Director Kevin Reynolds (Robin Hood: Prince of Thieves, The Count of Monte Cristo) has put together an entertaining and unique film. The acting was on point, the music score was fitting, and the sets and scenery were beautiful. Risen is told through the eyes of Pontius Pilate's (Peter Firth – Pearl Harbor, Mighty Joe Young) right-hand man Clavius (Joseph Fiennes), a Roman tribune who is forced to investigate the evidence for the Resurrection of Jesus/Yeshua (Cliff Curtis – Push, Columbiana). Telling the story through the eyes of a non-believer (a pagan considering his belief in the Roman gods) offered depth and so much more to the film because we got to see his transformation and his quest for truth. People, no matter who you are, are always looking for truth. Truth about anything and everything.

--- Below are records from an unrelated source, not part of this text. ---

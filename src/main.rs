// ABOUTME: Entry point for the slipway daemon.
// ABOUTME: Parses arguments, wires the pipeline core, and serves webhooks.

mod cli;

use clap::Parser;
use cli::{Cli, Commands};
use slipway::config::AppConfig;
use slipway::error::Result;
use slipway::exec::ShellRunner;
use slipway::gateway::Gateway;
use slipway::pipeline::{FailureEscalator, LockTable, PipelineOrchestrator, StageExecutor};
use slipway::runtime::BollardClient;
use slipway::sinks::{FileLogSink, NotificationSink, SlackNotifier};
use std::path::Path;
use std::sync::Arc;
use tokio::net::TcpListener;
use tracing_subscriber::EnvFilter;

#[tokio::main]
async fn main() {
    let cli = Cli::parse();

    // Initialize tracing subscriber based on verbose flag
    let filter = if cli.verbose {
        EnvFilter::new("debug")
    } else {
        EnvFilter::new("info")
    };
    tracing_subscriber::fmt()
        .with_env_filter(filter)
        .with_target(true)
        .init();

    let result = run(cli).await;

    if let Err(e) = result {
        eprintln!("Error: {e}");
        std::process::exit(1);
    }
}

async fn run(cli: Cli) -> Result<()> {
    match cli.command {
        Commands::Serve { config } => serve(&config).await,
        Commands::Check { config } => check(&config).await,
    }
}

async fn serve(config_path: &Path) -> Result<()> {
    let config = Arc::new(AppConfig::load(config_path)?);

    let runtime = BollardClient::connect(&config.runtime_socket)?;
    runtime.ping().await?;
    tracing::info!("Connected to container engine at {}", config.runtime_socket);

    let runtime = Arc::new(runtime);
    let locks = Arc::new(LockTable::new());
    let executor = StageExecutor::new(
        runtime,
        locks,
        Arc::new(ShellRunner),
        config.projects_dir.clone(),
    );
    let orchestrator = Arc::new(PipelineOrchestrator::new(executor));

    let notifier: Option<Arc<dyn NotificationSink>> = config
        .slack_webhook_url
        .as_ref()
        .map(|url| Arc::new(SlackNotifier::new(url)) as Arc<dyn NotificationSink>);
    if notifier.is_none() {
        tracing::info!("No notification webhook configured, reports are persisted only");
    }
    let escalator = Arc::new(FailureEscalator::new(
        Arc::new(FileLogSink::new(config.logs_dir.clone())),
        notifier,
    ));

    let listener = TcpListener::bind(&config.bind_addr).await?;
    let gateway = Arc::new(Gateway::new(config, orchestrator, escalator));
    gateway.serve(listener).await?;

    Ok(())
}

async fn check(config_path: &Path) -> Result<()> {
    let config = AppConfig::load(config_path)?;

    let runtime = BollardClient::connect(&config.runtime_socket)?;
    runtime.ping().await?;

    println!("Configuration OK");
    println!("Engine socket: {}", config.runtime_socket);
    println!("Projects dir:  {}", config.projects_dir.display());
    println!("Logs dir:      {}", config.logs_dir.display());
    println!(
        "Webhook secret: {}",
        if config.webhook_secret.is_some() {
            "configured"
        } else {
            "MISSING (all webhooks will be rejected)"
        }
    );
    Ok(())
}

Now some viewers may wonder why the movie doesn’t show the trials Jesus pre-crucifixion or all of the post-Resurrection appearances. Simply put, the film is shown through the eyes Clavius so if Clavius did not see it then it was not shown. This does not mean that Reynolds’ production team deny these events, it only means that they were not part of Clavius’ story. I am sure there was a soldier who was charged in dealing with the affairs after Jesus’ Crucifixion, despite Clavius not being mentioned by name in Scripture. Nor is the concept of a manhunt to find Jesus’ body is mentioned in Scripture. However, and this is not always the case, just because the Bible doesn’t mention these events, does not mean that they did not happen. I can only guess that the reason why these events were not put in the Bible is because it was not necessarily needed to know or rather that important; the Bible is not a diary of men, it is Life (2 Timothy 3:16-17). In addition, it is quite clear even in Scripture (John 19:1-16) that Pilate and the Jewish leaders/priests, one being Caiaphas (Stephen Greif), would have had plenty of reasons for wanting to find Jesus’ body.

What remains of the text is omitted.